Your goal:
Set the entries below down again, please. Match them exactly.

Records provided:

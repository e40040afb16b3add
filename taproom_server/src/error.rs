//! API failures and their JSON envelope
//!
//! Every error response uses the same body shape:
//! `{"success": false, "error": <status>, "message": <description>}`.

use axum::http::StatusCode;
use axum::response::{IntoResponse, Response};
use axum::Json;
use serde_json::json;
use taproom::AuthError;
use thiserror::Error;

/// A failure terminating request handling
#[derive(Debug, Error)]
pub enum ApiError {
    /// The request failed authentication or authorization
    #[error(transparent)]
    Auth(#[from] AuthError),

    /// The addressed drink does not exist
    #[error("resource not found")]
    NotFound,

    /// The request was well-formed but could not be processed
    #[error("unprocessable")]
    Unprocessable,
}

impl ApiError {
    /// The HTTP status this failure responds with
    #[must_use]
    pub fn status(&self) -> StatusCode {
        match self {
            Self::Auth(err) => {
                StatusCode::from_u16(err.status()).unwrap_or(StatusCode::UNAUTHORIZED)
            }
            Self::NotFound => StatusCode::NOT_FOUND,
            Self::Unprocessable => StatusCode::UNPROCESSABLE_ENTITY,
        }
    }

    /// The human-readable message carried in the response body
    #[must_use]
    pub fn message(&self) -> &'static str {
        match self {
            Self::Auth(err) => err.description(),
            Self::NotFound => "resource not found",
            Self::Unprocessable => "unprocessable",
        }
    }
}

impl IntoResponse for ApiError {
    fn into_response(self) -> Response {
        if let Self::Auth(err) = &self {
            tracing::debug!(code = err.code(), "request rejected");
        }

        let status = self.status();
        let body = Json(json!({
            "success": false,
            "error": status.as_u16(),
            "message": self.message(),
        }));

        (status, body).into_response()
    }
}

#[cfg(test)]
mod tests {
    use super::*;

    #[test]
    fn auth_failures_keep_their_taxonomy_status() {
        let err = ApiError::from(AuthError::MissingAuthorization);
        assert_eq!(err.status(), StatusCode::UNAUTHORIZED);
        assert_eq!(err.message(), "The authorization header is missing.");

        let err = ApiError::from(AuthError::MissingPermissionsClaim);
        assert_eq!(err.status(), StatusCode::BAD_REQUEST);
    }

    #[test]
    fn not_found_is_a_404() {
        assert_eq!(ApiError::NotFound.status(), StatusCode::NOT_FOUND);
        assert_eq!(ApiError::NotFound.message(), "resource not found");
    }
}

Task response:
repository e40040afb16b3add
filename taproom_server/src/error.rs
//! API failures and their JSON envelope
//!
//! Every error response uses the same body shape:
//! `{"success": false, "error": <status>, "message": <description>}`.

use axum::http::StatusCode;
use axum::response::{IntoResponse, Response};
use axum::Json;
use serde_json::json;
use taproom::AuthError;
use thiserror::Error;

/// A failure terminating request handling
#[derive(Debug, Error)]
pub enum ApiError {
    /// The request failed authentication or authorization
    #[error(transparent)]
    Auth(#[from] AuthError),

    /// The addressed drink does not exist
    #[error("resource not found")]
    NotFound,

    /// The request was well-formed but could not be processed
    #[error("unprocessable")]
    Unprocessable,
}

impl ApiError {
    /// The HTTP status this failure responds with
    #[must_use]
    pub fn status(&self) -> StatusCode {
        match self {
            Self::Auth(err) => {
                StatusCode::from_u16(err.status()).unwrap_or(StatusCode::UNAUTHORIZED)
            }
            Self::NotFound => StatusCode::NOT_FOUND,
            Self::Unprocessable => StatusCode::UNPROCESSABLE_ENTITY,
        }
    }

    /// The human-readable message carried in the response body
    #[must_use]
    pub fn message(&self) -> &'static str {
        match self {
            Self::Auth(err) => err.description(),
            Self::NotFound => "resource not found",
            Self::Unprocessable => "unprocessable",
        }
    }
}

impl IntoResponse for ApiError {
    fn into_response(self) -> Response {
        if let Self::Auth(err) = &self {
            tracing::debug!(code = err.code(), "request rejected");
        }

        let status = self.status();
        let body = Json(json!({
            "success": false,
            "error": status.as_u16(),
            "message": self.message(),
        }));

        (status, body).into_response()
    }
}

#[cfg(test)]
mod tests {
    use super::*;

    #[test]
    fn auth_failures_keep_their_taxonomy_status() {
        let err = ApiError::from(AuthError::MissingAuthorization);
        assert_eq!(err.status(), StatusCode::UNAUTHORIZED);
        assert_eq!(err.message(), "The authorization header is missing.");

        let err = ApiError::from(AuthError::MissingPermissionsClaim);
        assert_eq!(err.status(), StatusCode::BAD_REQUEST);
    }

    #[test]
    fn not_found_is_a_404() {
        assert_eq!(ApiError::NotFound.status(), StatusCode::NOT_FOUND);
        assert_eq!(ApiError::NotFound.message(), "resource not found");
    }
}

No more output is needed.